Instead of the US government ramping up its resettlement operation to accept refugees from Iraq, it channeled humanitarian assistance to those countries shouldering the burden of hosting the displaced, either through direct support to the Jordanian government or to the UN and NGOs in Syria, Lebanon, or Turkey. This strategy allowed scenes of suffering to be effectively decoupled from the violent morass arising from the invasion. Jordan, a country of ten million hosting half a million Iraqi refugees, challenged the US to step up its resettlement operation: “The U.S. has demonstrated time and again its ability to be a leader in durable solutions for refugees,” observed HRH Prince Ibrahim bin Talal of Jordan in reference to the successful resettlement of refugees from Vietnam, Cuba, Russia, and Bosnia.51 Jordan had opposed the US invasion in 2003, and Prince Ibrahim’s message to the US signaled that doing something more to address the Iraqi refugee problem was in the US strategic interests; it would help alleviate the burden on one of its few friends in the Arab world. Thus, the concern for maintaining a strong relationship with a US ally, known as the “politics of neighbors,” became a political factor in moving the needle of US refugee policy toward Iraq.52
Refugee policy in the US has always lived in a tension between humanitarian concern and fear that refugees could be an existential threat to the US cultural and political order. In the massive resettlement operation in the wake of the US withdrawal from Vietnam, a nation’s gratitude toward non-Communist allies was enough to override fear of the “Yellow Peril.” A similar sentiment emerged within the US among those who had formed ties with Iraqis during the invasion and occupation. During this time of widespread asylum denial, Iraqis who had collaborated with the coalition forces and occupation were being systematically targeted for assassination by insurgents. The List Project to Resettle Iraqi Allies, an organization founded by Kirk W. Johnson, a former USAID administrator in Fallujah, began calling attention to the plight of Iraqi allies—engineers, translators, and advisers—who worked alongside US troops and contractors: “As our military rolled into villages, this linguistic and cultural gap between occupier and occupied was bridged by a unique group of Iraqis who stepped forward to help as interpreters. They became, in effect, our eyes, our ears, and our voice as we tried to make the best of an increasingly harrowing situation. Without question, their work has saved American lives.”53 Being the eyes, ears, and voice of the “occupier” subsequently made Iraqi staff vulnerable. Johnson argued that the US was on track to repeat previous abandonments of its allies to death or imprisonment (e.g., the Hmong of Laos): “The terrorist group that has already abducted, tortured, and assassinated hundreds of our employees just announced plans to redouble their efforts as America leaves Iraq.”54 The List Project’s website listed the names of Iraqi collaborators who had been murdered, injured, or forced to flee Iraq. As a matter of saving these individuals’ lives, the organization advocated for asylum and the permanent resettlement of Iraqi allies and their families to the US.

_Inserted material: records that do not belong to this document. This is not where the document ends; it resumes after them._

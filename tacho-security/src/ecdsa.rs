//! ECDSA verification

use crate::curve::{AffinePoint, Curve, CurveParams};
use num_bigint::BigUint;
use num_traits::Zero;
use p256::ecdsa::signature::hazmat::PrehashVerifier;
use serde::{Deserialize, Serialize};
use tacho_core::error::{TachoError, TachoResult};

/// Elliptic curve public key
#[derive(Debug, Clone, PartialEq, Eq, Serialize, Deserialize)]
pub struct EcPublicKey {
    curve: Curve,
    /// Uncompressed point `04 || x || y`
    #[serde(with = "serde_bytes")]
    point: Vec<u8>,
}

impl EcPublicKey {
    /// Create from an uncompressed point `04 || x || y`
    ///
    /// # Error Handling
    /// - [`TachoError::MissingPublicKey`] for an empty point
    /// - [`TachoError::InvalidData`] when the encoding does not match the
    ///   curve's field size or the point is not on the curve
    pub fn from_uncompressed(curve: Curve, point: &[u8]) -> TachoResult<Self> {
        if point.is_empty() {
            return Err(TachoError::MissingPublicKey(format!(
                "empty {} public point",
                curve
            )));
        }
        let size = curve.field_size();
        if point.len() != 1 + 2 * size || point[0] != 0x04 {
            return Err(TachoError::InvalidData(format!(
                "{} public point must be 04 followed by {} bytes, got {} bytes starting {:02X}",
                curve,
                2 * size,
                point.len(),
                point[0]
            )));
        }
        let on_curve = match curve {
            Curve::NistP256 => p256::ecdsa::VerifyingKey::from_sec1_bytes(point).is_ok(),
            Curve::NistP384 => p384::ecdsa::VerifyingKey::from_sec1_bytes(point).is_ok(),
            Curve::NistP521 => p521::ecdsa::VerifyingKey::from_sec1_bytes(point).is_ok(),
            _ => match curve.brainpool_params() {
                Some(params) => params.contains(&split_point(point, size)),
                None => false,
            },
        };
        if !on_curve {
            return Err(TachoError::InvalidData(format!(
                "public point is not on {}",
                curve
            )));
        }
        Ok(Self {
            curve,
            point: point.to_vec(),
        })
    }

    pub fn curve(&self) -> Curve {
        self.curve
    }

    /// Uncompressed point bytes
    pub fn point(&self) -> &[u8] {
        &self.point
    }

    /// Verify a signature `r || s` over `message`
    ///
    /// The message is hashed with the digest paired with this key's curve.
    ///
    /// # Error Handling
    /// [`TachoError::SignatureMismatch`] when the signature is malformed or
    /// does not verify.
    pub fn verify(&self, message: &[u8], signature: &[u8]) -> TachoResult<()> {
        let digest = self.curve.hash_algorithm().digest(message);
        self.verify_digest(&digest, signature)
    }

    /// Verify a signature `r || s` over a precomputed digest
    ///
    /// `r` and `s` each take exactly the curve's scalar size.
    pub fn verify_digest(&self, digest: &[u8], signature: &[u8]) -> TachoResult<()> {
        let expected = 2 * self.curve.scalar_size();
        if signature.len() != expected {
            return Err(TachoError::SignatureMismatch(format!(
                "{} signature must be {} bytes, got {}",
                self.curve,
                expected,
                signature.len()
            )));
        }
        let verified = match self.curve {
            Curve::NistP256 => {
                let key = p256::ecdsa::VerifyingKey::from_sec1_bytes(&self.point);
                let signature = p256::ecdsa::Signature::from_slice(signature);
                match (key, signature) {
                    (Ok(key), Ok(signature)) => key.verify_prehash(digest, &signature).is_ok(),
                    _ => false,
                }
            }
            Curve::NistP384 => {
                let key = p384::ecdsa::VerifyingKey::from_sec1_bytes(&self.point);
                let signature = p384::ecdsa::Signature::from_slice(signature);
                match (key, signature) {
                    (Ok(key), Ok(signature)) => key.verify_prehash(digest, &signature).is_ok(),
                    _ => false,
                }
            }
            Curve::NistP521 => {
                let key = p521::ecdsa::VerifyingKey::from_sec1_bytes(&self.point);
                let signature = p521::ecdsa::Signature::from_slice(signature);
                match (key, signature) {
                    (Ok(key), Ok(signature)) => key.verify_prehash(digest, &signature).is_ok(),
                    _ => false,
                }
            }
            _ => match self.curve.brainpool_params() {
                Some(params) => self.verify_brainpool(params, digest, signature),
                None => false,
            },
        };
        if verified {
            Ok(())
        } else {
            Err(TachoError::SignatureMismatch(format!(
                "ECDSA signature does not verify under {} key",
                self.curve
            )))
        }
    }

    /// SEC 1 section 4.1.4 over the in-crate Brainpool arithmetic
    fn verify_brainpool(&self, params: &CurveParams, digest: &[u8], signature: &[u8]) -> bool {
        let (r, s) = signature.split_at(signature.len() / 2);
        let r = BigUint::from_bytes_be(r);
        let s = BigUint::from_bytes_be(s);
        let n = &params.n;
        if r.is_zero() || s.is_zero() || &r >= n || &s >= n {
            return false;
        }

        let e = digest_to_scalar(digest, n.bits());
        // n is prime: s^(n-2) = s^-1 mod n
        let w = s.modpow(&(n - 2u32), n);
        let u1 = (&e * &w) % n;
        let u2 = (&r * &w) % n;

        let q = split_point(&self.point, self.curve.field_size());
        match params.multiply_add(&u1, &u2, &q) {
            Some(point) => point.x % n == r,
            None => false,
        }
    }
}

fn split_point(point: &[u8], size: usize) -> AffinePoint {
    AffinePoint {
        x: BigUint::from_bytes_be(&point[1..=size]),
        y: BigUint::from_bytes_be(&point[1 + size..]),
    }
}

/// Leftmost `order_bits` bits of the digest as an integer
fn digest_to_scalar(digest: &[u8], order_bits: u64) -> BigUint {
    let e = BigUint::from_bytes_be(digest);
    let digest_bits = digest.len() as u64 * 8;
    if digest_bits > order_bits {
        e >> (digest_bits - order_bits)
    } else {
        e
    }
}
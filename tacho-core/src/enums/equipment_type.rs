wire_enum! {
    /// Type of tachograph equipment (also the card type of a `FullCardNumber`)
    pub enum EquipmentType {
        Reserved = 0,
        DriverCard = 1,
        WorkshopCard = 2,
        ControlCard = 3,
        CompanyCard = 4,
        ManufacturingCard = 5,
        VehicleUnit = 6,
        MotionSensor = 7,
        GnssFacility = 8,
        RemoteCommunicationFacility = 9,
        ItsInterfaceModule = 10,
        Plaque = 11,
        M1N1Adapter = 12,
        EuropeanRootCa = 13,
        MemberStateCa = 14,
        ExternalGnssConnection = 15,
    }
}

impl EquipmentType {
    /// Whether this equipment type is a tachograph card
    pub fn is_card(&self) -> bool {
        matches!(
            self,
            EquipmentType::DriverCard
                | EquipmentType::WorkshopCard
                | EquipmentType::ControlCard
                | EquipmentType::CompanyCard
        )
    }
}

The lobbying by the List Project and other refugee advocates led to an amendment to the Department of Defense authorization bill of December 2007, the Refugee Crisis in Iraq Act, sponsored by the late Senator Edward Kennedy.55 The act prioritized admissions for Iraqis and their families who had collaborated with the coalition. This included those who had worked on the reconstruction of Iraqi infrastructure by the US government and its contractors. The act opened the door to other vulnerable Iraqis, not just those who worked with the US government and its agents, and mandated that humanitarian concerns be taken into account for religious and ethnic minorities and “other persecuted groups,” as identified by the secretary of state. Asylum advocates in Washington, DC, were especially worried about war widows and young women and girls working the nightclubs of Damascus.56
The Refugee Crisis in Iraq Act provided criteria by which Ibrahim, Yousef, Suha, and their families deserved to be considered for resettlement in the US. Suha was doubly at risk, as part of a religious minority and a widow. Yousef and Ibrahim had loose ties with the Americans or the reconstruction efforts under the occupation, enough to put them on hit lists, as well as exposure to violence in ethnic cleansing at the neighborhood level. This transmutation of an asylum seeker, a temporary and merely tolerated migrant, into a “refugee,” as set forth in 101(a)(42) of the Immigration and Nationality Act, is dependent on these calculations, which tilted the worthiness scale in favor of these Iraqis and others like them who passed the various types of scrutiny.57
Thus, becoming a refugee in the US bears the imprint of governmental determinations of citizenship worthiness. For Yousef, Ibrahim, and Suha, the worthiness process began with the asylum interview at the UNHCR office. That interview began their evolution from migrant, exile, guest, or asylum seeker into “refugee.” Because they had been judged to have a “well-founded fear of persecution” and because they had relatives in the US, their case files were recommended to one of the processing centers managed by the US Department of State’s Bureau of Population, Refugees, and Migration (PRM).58 The Refugee Crisis in Iraq Act authorized the establishment of PRM processing centers where significant numbers of Iraqi refugees had already fled: Amman, Damascus, and Istanbul.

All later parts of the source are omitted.